§ **What you are asked to do**: Begin at the first line below and copy each line exactly, ending with the line where "assert_eq!(img.dimensions(), (9, 9));" appears.

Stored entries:

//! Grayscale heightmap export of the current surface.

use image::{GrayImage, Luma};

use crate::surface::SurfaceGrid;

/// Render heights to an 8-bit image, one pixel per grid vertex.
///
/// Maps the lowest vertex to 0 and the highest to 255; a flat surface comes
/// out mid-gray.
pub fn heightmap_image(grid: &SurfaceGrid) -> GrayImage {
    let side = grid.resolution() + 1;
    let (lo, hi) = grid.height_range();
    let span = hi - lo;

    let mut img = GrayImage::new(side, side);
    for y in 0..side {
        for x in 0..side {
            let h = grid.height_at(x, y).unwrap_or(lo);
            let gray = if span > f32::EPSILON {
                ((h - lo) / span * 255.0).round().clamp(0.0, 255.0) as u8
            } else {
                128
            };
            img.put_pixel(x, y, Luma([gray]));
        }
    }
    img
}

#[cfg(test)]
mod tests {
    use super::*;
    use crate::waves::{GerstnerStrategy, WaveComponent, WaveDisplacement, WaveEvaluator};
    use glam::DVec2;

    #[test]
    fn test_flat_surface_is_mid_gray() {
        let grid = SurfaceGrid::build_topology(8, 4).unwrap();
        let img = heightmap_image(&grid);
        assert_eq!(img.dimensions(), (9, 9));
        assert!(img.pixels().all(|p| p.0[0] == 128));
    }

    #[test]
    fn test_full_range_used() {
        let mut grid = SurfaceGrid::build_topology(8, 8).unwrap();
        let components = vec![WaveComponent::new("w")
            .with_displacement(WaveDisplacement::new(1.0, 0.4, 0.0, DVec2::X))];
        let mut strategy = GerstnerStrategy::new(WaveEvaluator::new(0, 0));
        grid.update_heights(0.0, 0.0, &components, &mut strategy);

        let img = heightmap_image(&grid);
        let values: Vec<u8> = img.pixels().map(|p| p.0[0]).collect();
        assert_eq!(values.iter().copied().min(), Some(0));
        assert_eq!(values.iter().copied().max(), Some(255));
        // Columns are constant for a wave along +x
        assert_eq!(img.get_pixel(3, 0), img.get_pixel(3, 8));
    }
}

§ **Expected answer**:
//! Grayscale heightmap export of the current surface.

use image::{GrayImage, Luma};

use crate::surface::SurfaceGrid;

/// Render heights to an 8-bit image, one pixel per grid vertex.
///
/// Maps the lowest vertex to 0 and the highest to 255; a flat surface comes
/// out mid-gray.
pub fn heightmap_image(grid: &SurfaceGrid) -> GrayImage {
    let side = grid.resolution() + 1;
    let (lo, hi) = grid.height_range();
    let span = hi - lo;

    let mut img = GrayImage::new(side, side);
    for y in 0..side {
        for x in 0..side {
            let h = grid.height_at(x, y).unwrap_or(lo);
            let gray = if span > f32::EPSILON {
                ((h - lo) / span * 255.0).round().clamp(0.0, 255.0) as u8
            } else {
                128
            };
            img.put_pixel(x, y, Luma([gray]));
        }
    }
    img
}

#[cfg(test)]
mod tests {
    use super::*;
    use crate::waves::{GerstnerStrategy, WaveComponent, WaveDisplacement, WaveEvaluator};
    use glam::DVec2;

    #[test]
    fn test_flat_surface_is_mid_gray() {
        let grid = SurfaceGrid::build_topology(8, 4).unwrap();
        let img = heightmap_image(&grid);
        assert_eq!(img.dimensions(), (9, 9));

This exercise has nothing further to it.